Segment Start: RECORDS PROVIDED
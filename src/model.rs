//! Todo records and the status model.
//!
//! A todo carries a map of named status dimensions. Only the `completion`
//! dimension is interpreted by the core; other dimensions ride along
//! untouched so the schema can grow without migrations.

use std::collections::BTreeMap;
use std::fmt;
use std::str::FromStr;

use chrono::{DateTime, Utc};
use serde::{Deserialize, Serialize};
use uuid::Uuid;

use crate::error::{Error, Result};

/// Parent uid of every top-level todo.
pub const ROOT: &str = "";

/// Status dimension interpreted by the core.
pub const COMPLETION: &str = "completion";

/// Completion state of a todo.
#[derive(Debug, Clone, Copy, PartialEq, Eq, Hash, Default, Serialize, Deserialize)]
#[serde(rename_all = "lowercase")]
pub enum Completion {
    #[default]
    Pending,
    Done,
}

impl Completion {
    pub fn as_str(self) -> &'static str {
        match self {
            Completion::Pending => "pending",
            Completion::Done => "done",
        }
    }

    pub fn is_done(self) -> bool {
        self == Completion::Done
    }
}

impl fmt::Display for Completion {
    fn fmt(&self, f: &mut fmt::Formatter<'_>) -> fmt::Result {
        f.write_str(self.as_str())
    }
}

impl FromStr for Completion {
    type Err = Error;

    fn from_str(s: &str) -> std::result::Result<Self, Self::Err> {
        match s.trim().to_lowercase().as_str() {
            "pending" => Ok(Completion::Pending),
            "done" => Ok(Completion::Done),
            other => Err(Error::Validation(format!(
                "invalid completion state '{other}': must be pending or done"
            ))),
        }
    }
}

/// A single todo as persisted in the store.
#[derive(Debug, Clone, PartialEq, Eq, Serialize, Deserialize)]
pub struct Todo {
    pub uid: String,
    #[serde(default)]
    pub parent_uid: String,
    pub text: String,
    #[serde(default)]
    pub statuses: BTreeMap<String, String>,
    pub modified_at: DateTime<Utc>,
}

impl Todo {
    /// Create a pending todo with a fresh uid.
    pub fn new(text: impl Into<String>, parent_uid: impl Into<String>) -> Self {
        let mut statuses = BTreeMap::new();
        statuses.insert(COMPLETION.to_string(), Completion::Pending.to_string());
        Self {
            uid: generate_uid(),
            parent_uid: parent_uid.into(),
            text: text.into(),
            statuses,
            modified_at: Utc::now(),
        }
    }

    /// Completion state; an absent or unknown value reads as pending.
    pub fn completion(&self) -> Completion {
        self.statuses
            .get(COMPLETION)
            .and_then(|value| value.parse().ok())
            .unwrap_or_default()
    }

    pub fn is_done(&self) -> bool {
        self.completion().is_done()
    }

    pub fn is_root_child(&self) -> bool {
        self.parent_uid == ROOT
    }

    pub fn set_status(&mut self, dimension: &str, state: &str) {
        self.statuses
            .insert(dimension.to_string(), state.to_string());
        self.touch();
    }

    pub fn set_completion(&mut self, completion: Completion) {
        self.set_status(COMPLETION, completion.as_str());
    }

    pub fn set_text(&mut self, text: impl Into<String>) {
        self.text = text.into();
        self.touch();
    }

    /// Refresh `modified_at`, never moving it backwards.
    pub fn touch(&mut self) {
        let now = Utc::now();
        self.modified_at = if now > self.modified_at {
            now
        } else {
            self.modified_at + chrono::Duration::nanoseconds(1)
        };
    }
}

/// Generate an opaque todo uid: 32 lowercase hex characters.
pub fn generate_uid() -> String {
    Uuid::new_v4().simple().to_string()
}

#[cfg(test)]
mod tests {
    use super::*;

    #[test]
    fn new_todo_is_pending_with_hex_uid() {
        let todo = Todo::new("Milk", ROOT);
        assert_eq!(todo.completion(), Completion::Pending);
        assert_eq!(todo.uid.len(), 32);
        assert!(todo.uid.chars().all(|c| c.is_ascii_hexdigit()));
        assert!(todo.is_root_child());
    }

    #[test]
    fn missing_completion_defaults_to_pending() {
        let mut todo = Todo::new("Bread", ROOT);
        todo.statuses.clear();
        assert_eq!(todo.completion(), Completion::Pending);

        todo.set_status("priority", "high");
        assert_eq!(todo.completion(), Completion::Pending);
        assert_eq!(todo.statuses.get("priority").map(String::as_str), Some("high"));
    }

    #[test]
    fn touch_is_monotonic() {
        let mut todo = Todo::new("Eggs", ROOT);
        let future = Utc::now() + chrono::Duration::hours(1);
        todo.modified_at = future;
        todo.set_completion(Completion::Done);
        assert!(todo.modified_at > future);
        assert!(todo.is_done());
    }

    #[test]
    fn completion_parses_case_insensitively() {
        assert_eq!("DONE".parse::<Completion>().unwrap(), Completion::Done);
        assert!("finished".parse::<Completion>().is_err());
    }
}
impl<'a> Dispatcher<'a> {
    pub fn new(table: &'a CommandTable, store: Store, config: &Config, editor: &'a dyn TextEditor) -> Self {
        Self {
            table,
            store,
            lock_timeout_ms: config.lock_timeout_ms,
            short_id_min_len: config.short_id_min_len,
            editor,
        }
    }

    pub fn store(&self) -> &Store {
        &self.store
    }

    pub fn run(&self, request: Request) -> Result<CommandResult> {
        let spec = self
            .table
            .find(request.name())
            .ok_or_else(|| Error::Validation(format!("unknown command '{}'", request.name())))?;
        check_arguments(spec, &request)?;
        tracing::debug!(command = spec.name, "dispatching");

        let mut result = match &request {
            Request::Init { .. } => self.init(spec)?,
            Request::Datapath => {
                let mut result = CommandResult::new(spec.name, ResultKind::Message);
                result.path = Some(self.store.path().to_path_buf());
                result
            }
            _ if spec.mutates => self.mutate(spec, &request)?,
            _ => self.query(spec, &request)?,
        };

        if let Some(build) = spec.message {
            result.message = Some(build(&result));
        }
        Ok(result)
    }

    fn engine(&self, collection: Collection) -> Engine {
        Engine::new(collection).with_short_id_min_len(self.short_id_min_len)
    }

    fn mutate(&self, spec: &CommandSpec, request: &Request) -> Result<CommandResult> {
        let _lock = self.store.lock(self.lock_timeout_ms)?;
        let mut engine = self.engine(self.store.load()?);
        let before = position::generate(engine.collection(), ROOT, View::Full);

        let mut changed: Vec<String> = Vec::new();
        let mut removed = Vec::new();
        match (request, spec.attribute) {
            (Request::Add { .. }, _) => changed = self.add(&mut engine, request)?,
            (Request::Clean, _) => removed = engine.clean(),
            (_, Some(attribute)) => {
                // Resolve everything first so earlier changes cannot shift
                // the paths used by later references.
                let mut uids = Vec::new();
                for reference in request.refs() {
                    let uid = engine.resolve(reference)?;
                    if !uids.contains(&uid) {
                        uids.push(uid);
                    }
                }
                for uid in uids {
                    let value = self.attribute_value(spec, request, &engine, &uid)?;
                    let change = engine.change_for(attribute, &value)?;
                    changed.extend(engine.apply(&uid, change)?);
                }
            }
            _ => {
                return Err(Error::Validation(format!(
                    "command '{}' has nothing to change",
                    spec.name
                )))
            }
        }

        self.store.save(engine.collection())?;

        let collection = engine.collection();
        let after = position::generate(collection, ROOT, View::Full);
        let mut result = CommandResult::new(spec.name, ResultKind::Change);
        result.affected = if removed.is_empty() {
            let mut seen = HashSet::new();
            changed
                .iter()
                .filter(|uid| seen.insert(uid.as_str()))
                .filter_map(|uid| display(collection, &after, uid))
                .collect()
        } else {
            removed
                .iter()
                .map(|todo| DisplayTodo {
                    uid: todo.uid.clone(),
                    position: before
                        .get(&todo.uid)
                        .map(ToString::to_string)
                        .unwrap_or_default(),
                    text: todo.text.clone(),
                    completion: todo.completion(),
                    depth: before
                        .get(&todo.uid)
                        .map(|path| path.segments().len().saturating_sub(1))
                        .unwrap_or_default(),
                    modified_at: todo.modified_at,
                })
                .collect()
        };
        let filter = spec.filter.map(|f| f(request)).unwrap_or_default();
        result.listed = listing(collection, filter);
        result.totals = Totals::of(collection);
        Ok(result)
    }

    fn add(&self, engine: &mut Engine, request: &Request) -> Result<Vec<String>> {
        let Request::Add { words, to, editor } = request else {
            return Ok(Vec::new());
        };

        let mut words: &[String] = words;
        let parent = match to {
            Some(reference) => engine.resolve_parent(reference)?,
            None => match words {
                [first, rest @ ..] if !rest.is_empty() && position::is_position_path(first) => {
                    match engine.resolve(first) {
                        Ok(uid) => {
                            words = rest;
                            uid
                        }
                        Err(_) => ROOT.to_string(),
                    }
                }
                _ => ROOT.to_string(),
            },
        };

        let text = if *editor {
            self.editor.edit(&words.join(" "))?
        } else {
            words.join(" ")
        };
        if text.trim().is_empty() {
            return Err(Error::Validation("add needs text".to_string()));
        }

        if parser::has_bullets(&text) {
            let nodes = parser::parse(&text);
            engine.add_tree(&nodes, &parent)
        } else {
            Ok(vec![engine.add(&text, &parent)?])
        }
    }

    fn attribute_value(&self, spec: &CommandSpec, request: &Request, engine: &Engine, uid: &str) -> Result<String> {
        if let Some(value) = spec.fixed_value {
            return Ok(value.to_string());
        }
        match request {
            Request::Edit { editor: true, .. } => {
                let current = engine
                    .collection()
                    .get(uid)
                    .map(|todo| todo.text.clone())
                    .unwrap_or_default();
                self.editor.edit(&current)
            }
            Request::Edit { .. } => Ok(request.joined()),
            Request::Move { parent, .. } => Ok(parent.clone()),
            _ => Err(Error::Validation(format!(
                "command '{}' needs a value",
                spec.name
            ))),
        }
    }

    fn query(&self, spec: &CommandSpec, request: &Request) -> Result<CommandResult> {
        let collection = self.store.load()?;
        let filter = spec.filter.map(|f| f(request)).unwrap_or_default();
        let mut listed = listing(&collection, filter);

        let kind = match request {
            Request::Search { case_sensitive, .. } => {
                let query = request.joined();
                if *case_sensitive {
                    listed.retain(|todo| todo.text.contains(&query));
                } else {
                    let needle = query.to_lowercase();
                    listed.retain(|todo| todo.text.to_lowercase().contains(&needle));
                }
                ResultKind::Search
            }
            _ => ResultKind::List,
        };

        let mut result = CommandResult::new(spec.name, kind);
        result.listed = listed;
        result.totals = Totals::of(&collection);
        Ok(result)
    }

    fn init(&self, spec: &CommandSpec) -> Result<CommandResult> {
        let mut result = CommandResult::new(spec.name, ResultKind::Message);
        let path = self.store.path().to_path_buf();
        let _lock = self.store.lock(self.lock_timeout_ms)?;
        let message = if self.store.exists() {
            let collection = self.store.load()?;
            result.totals = Totals::of(&collection);
            Message::new(
                MessageLevel::Warning,
                format!("Store already exists at {}", path.display()),
            )
        } else {
            self.store.save(&Collection::new())?;
            Message::new(
                MessageLevel::Success,
                format!("Created store at {}", path.display()),
            )
        };
        result.message = Some(message);
        result.path = Some(path);
        Ok(result)
    }
}
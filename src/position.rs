//! Position paths: derived, view-dependent coordinates for todos.
//!
//! A path such as `1.c2.3` walks from a scope (usually the root) through
//! one segment per level. Under every parent, pending children are
//! numbered `1, 2, …` and done children `c1, c2, …`, each in stored order.
//! Paths are computed on demand and never persisted; uids are the only
//! stable identity.

use std::collections::HashMap;
use std::fmt;
use std::str::FromStr;

use crate::collection::Collection;
use crate::error::{Error, Result};
use crate::model::Todo;

/// One level of a position path.
#[derive(Debug, Clone, Copy, PartialEq, Eq, Hash)]
pub enum Segment {
    /// `n`: the n-th pending child.
    Active(usize),
    /// `cn`: the n-th done child.
    Completed(usize),
}

impl fmt::Display for Segment {
    fn fmt(&self, f: &mut fmt::Formatter<'_>) -> fmt::Result {
        match self {
            Segment::Active(n) => write!(f, "{n}"),
            Segment::Completed(n) => write!(f, "c{n}"),
        }
    }
}

impl FromStr for Segment {
    type Err = ();

    fn from_str(s: &str) -> std::result::Result<Self, Self::Err> {
        let (digits, completed) = match s.strip_prefix('c') {
            Some(rest) => (rest, true),
            None => (s, false),
        };
        if digits.is_empty() || !digits.bytes().all(|b| b.is_ascii_digit()) {
            return Err(());
        }
        // Too large to exist, but still a path: it must never be read as text.
        let n: usize = digits.parse().unwrap_or(usize::MAX);
        Ok(if completed {
            Segment::Completed(n)
        } else {
            Segment::Active(n)
        })
    }
}

/// A dotted sequence of segments, e.g. `1.c2.3`.
#[derive(Debug, Clone, PartialEq, Eq, Hash)]
pub struct PositionPath(Vec<Segment>);

impl PositionPath {
    pub fn segments(&self) -> &[Segment] {
        &self.0
    }

    fn child(&self, segment: Segment) -> Self {
        let mut segments = self.0.clone();
        segments.push(segment);
        Self(segments)
    }
}

impl fmt::Display for PositionPath {
    fn fmt(&self, f: &mut fmt::Formatter<'_>) -> fmt::Result {
        for (i, segment) in self.0.iter().enumerate() {
            if i > 0 {
                f.write_str(".")?;
            }
            write!(f, "{segment}")?;
        }
        Ok(())
    }
}

impl FromStr for PositionPath {
    type Err = Error;

    fn from_str(s: &str) -> Result<Self> {
        let malformed = || Error::MalformedPath(s.to_string());
        let trimmed = s.trim();
        if trimmed.is_empty() {
            return Err(malformed());
        }
        let segments = trimmed
            .split('.')
            .map(|part| part.parse::<Segment>().map_err(|_| malformed()))
            .collect::<Result<Vec<_>>>()?;
        Ok(Self(segments))
    }
}

/// Whether `s` is syntactically a position path.
pub fn is_position_path(s: &str) -> bool {
    s.parse::<PositionPath>().is_ok()
}

/// Which todos take part in numbering and traversal.
#[derive(Debug, Clone, Copy, PartialEq, Eq)]
pub enum View {
    /// Both namespaces; used when showing all or completed todos.
    Full,
    /// Done todos (and everything below them) are left out.
    ActiveOnly,
}

/// Uid → position path for every todo visible in a view.
#[derive(Debug, Clone, Default)]
pub struct PositionMap {
    paths: HashMap<String, PositionPath>,
    order: Vec<String>,
}

impl PositionMap {
    pub fn get(&self, uid: &str) -> Option<&PositionPath> {
        self.paths.get(uid)
    }

    /// Visible uids, depth-first in stored sibling order.
    pub fn order(&self) -> &[String] {
        &self.order
    }

    pub fn len(&self) -> usize {
        self.order.len()
    }

    pub fn is_empty(&self) -> bool {
        self.order.is_empty()
    }
}

/// Number the children of `parent` in both namespaces.
fn number_children<'a>(collection: &'a Collection, parent: &str) -> Vec<(&'a Todo, Segment)> {
    let mut active = 0;
    let mut completed = 0;
    collection
        .iterate_children(parent)
        .map(|todo| {
            let segment = if todo.is_done() {
                completed += 1;
                Segment::Completed(completed)
            } else {
                active += 1;
                Segment::Active(active)
            };
            (todo, segment)
        })
        .collect()
}

/// Compute paths for every todo below `scope` in the given view.
pub fn generate(collection: &Collection, scope: &str, view: View) -> PositionMap {
    let mut map = PositionMap::default();
    let mut stack: Vec<(String, PositionPath)> = Vec::new();

    let push_children = |stack: &mut Vec<(String, PositionPath)>, parent: &str, prefix: &PositionPath| {
        let numbered = number_children(collection, parent);
        for (todo, segment) in numbered.into_iter().rev() {
            if view == View::ActiveOnly && todo.is_done() {
                continue;
            }
            stack.push((todo.uid.clone(), prefix.child(segment)));
        }
    };

    push_children(&mut stack, scope, &PositionPath(Vec::new()));
    while let Some((uid, path)) = stack.pop() {
        push_children(&mut stack, &uid, &path);
        map.order.push(uid.clone());
        map.paths.insert(uid, path);
    }
    map
}

/// Walk `path` from `scope` and return the uid it designates.
pub fn resolve(collection: &Collection, scope: &str, path: &PositionPath) -> Result<String> {
    let mut current = scope.to_string();
    for segment in path.segments() {
        current = number_children(collection, &current)
            .into_iter()
            .find(|(_, candidate)| candidate == segment)
            .map(|(todo, _)| todo.uid.clone())
            .ok_or_else(|| Error::RefNotFound(path.to_string()))?;
    }
    if path.segments().is_empty() {
        return Err(Error::RefNotFound(path.to_string()));
    }
    Ok(current)
}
Segment End: RECORDS PROVIDED
• YOUR OBJECTIVE: Every line above in which the word "init" is present must be copied into the answer.

• TASK RESPONSE:
            Request::Init { .. } => self.init(spec)?,
    fn init(&self, spec: &CommandSpec) -> Result<CommandResult> {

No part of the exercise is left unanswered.